Malumunuz, iki eli çırparak ses çıkarmaya alkış denir. Alkış kelimesi eski Türkçeden “övmek, onaylamak, kutsamak anlamındaki “alka” filline fiil eki olan “iş” ekinin eklenmesiyle türetilmiştir. Dolayısıyla esasen bir kişiyi ya da olayı onaylamak, olumlamak amacıyla eller çırpılır. Diğer bir deyişle temel, yani ilkel ve içgüdüsel bir beğenme davranışıdır.
Çocuklar olumlu bir davranışları üzerine erişkinlerin kendilerini alkışladığını görünce beyindeki “ayna hücreler” vasıtasıyla bu hareketi tekrarlama gereği duyarlar. Tekrarladıklarında erişkinlerin sevinç duyması onlarda onaylanma, beğenilme hazzı uyandırır. Çocuk büyürken ona bir şey öğretilmeye çalışılırken alkış hareketi yine doğru yolda olduğunun ifadesidir. Böylece çocuk büyüyünce aynı hareketi başkalarına da sunar, alkış alkışı, beğenme beğenilmeyi doğurur.
Öte yandan rahatsızlık veren bir durumun bitmesi için de alkış kullanılır; uzun ve sıkıntı veren bir eserin, konuşmanın veya uçak yolculuğunun bitmesi gibi. Hatta “aman ne kötüydü demek için” ya da kötü durumun bir an önce sona ermesini sağlamak için de yuhalama ve ıslık çalmaya eşlikle alaycı şekilde el çırpılabilir.
Esas konumuz ise bir sahne sanatı eserine yönelik duyguların ifadesi olarak alkışın yeridir. Eserin beğenildiğini anlatmak için olduğu kadar bazen de doğrudan beğenilen temsile veya konsere eşlik etmek için kullanılır. Eşlik durumu mutlaka orkestra şefinin izleyiciyi “eller havaya” misali tempo tutma daveti üzerine büyük bir hazla gerçekleşir.
Ancak eserin özelliğine göre alkış kuralları farklılık gösterebilir.
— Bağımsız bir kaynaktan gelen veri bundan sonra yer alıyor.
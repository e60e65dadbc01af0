//! Normalized playable item

use serde::{Deserialize, Serialize};

/// A playable item as returned by any search adapter.
#[derive(Debug, Clone, PartialEq, Eq, Serialize, Deserialize)]
pub struct Track {
    pub uri: String,
    pub name: String,
    #[serde(default)]
    pub artists: Vec<String>,
}

impl Track {
    pub fn new(uri: impl Into<String>, name: impl Into<String>, artists: Vec<String>) -> Self {
        Self {
            uri: uri.into(),
            name: name.into(),
            artists,
        }
    }

    /// `"Name by A, B"`, or just the name when no artist is known.
    pub fn display(&self) -> String {
        if self.artists.is_empty() {
            self.name.clone()
        } else {
            format!("{} by {}", self.name, self.artists.join(", "))
        }
    }

    /// True when the URI starts with any of `schemes` (e.g. `"tunein:"`).
    pub fn has_scheme(&self, schemes: &[String]) -> bool {
        schemes.iter().any(|s| self.uri.starts_with(s.as_str()))
    }
}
Örneğin bir opera temsilinde aryasını çok güzel şekilde söyleyen soprano veya tenor aryayı bitirdiğinde veya zor solosunu estetik biçimde dans ederek gerçekleştiren bale sanatçısı soloyu bitirdiğinde coşku hisseden seyircinin alkışı olağan olarak kabul edilir, saygısızlık olarak addedilmez. Hatta çok sayıda dönüşü (pirüet) başarıyla yapmakta iken de “bravo, harikasın, devam…” anlamında alkışlamak alışılmamış bir durum değildir. Ama bunların dışında şarkılar veya dansların orta yerinde alkışlamak sanatçının konsantrasyonunu bozma ve diğer seyircileri rahatsız etme saygısızlığı olarak kabul edilebilir; olur olmaz el çırpmak veya ses çıkarmak medeni bir davranış değildir.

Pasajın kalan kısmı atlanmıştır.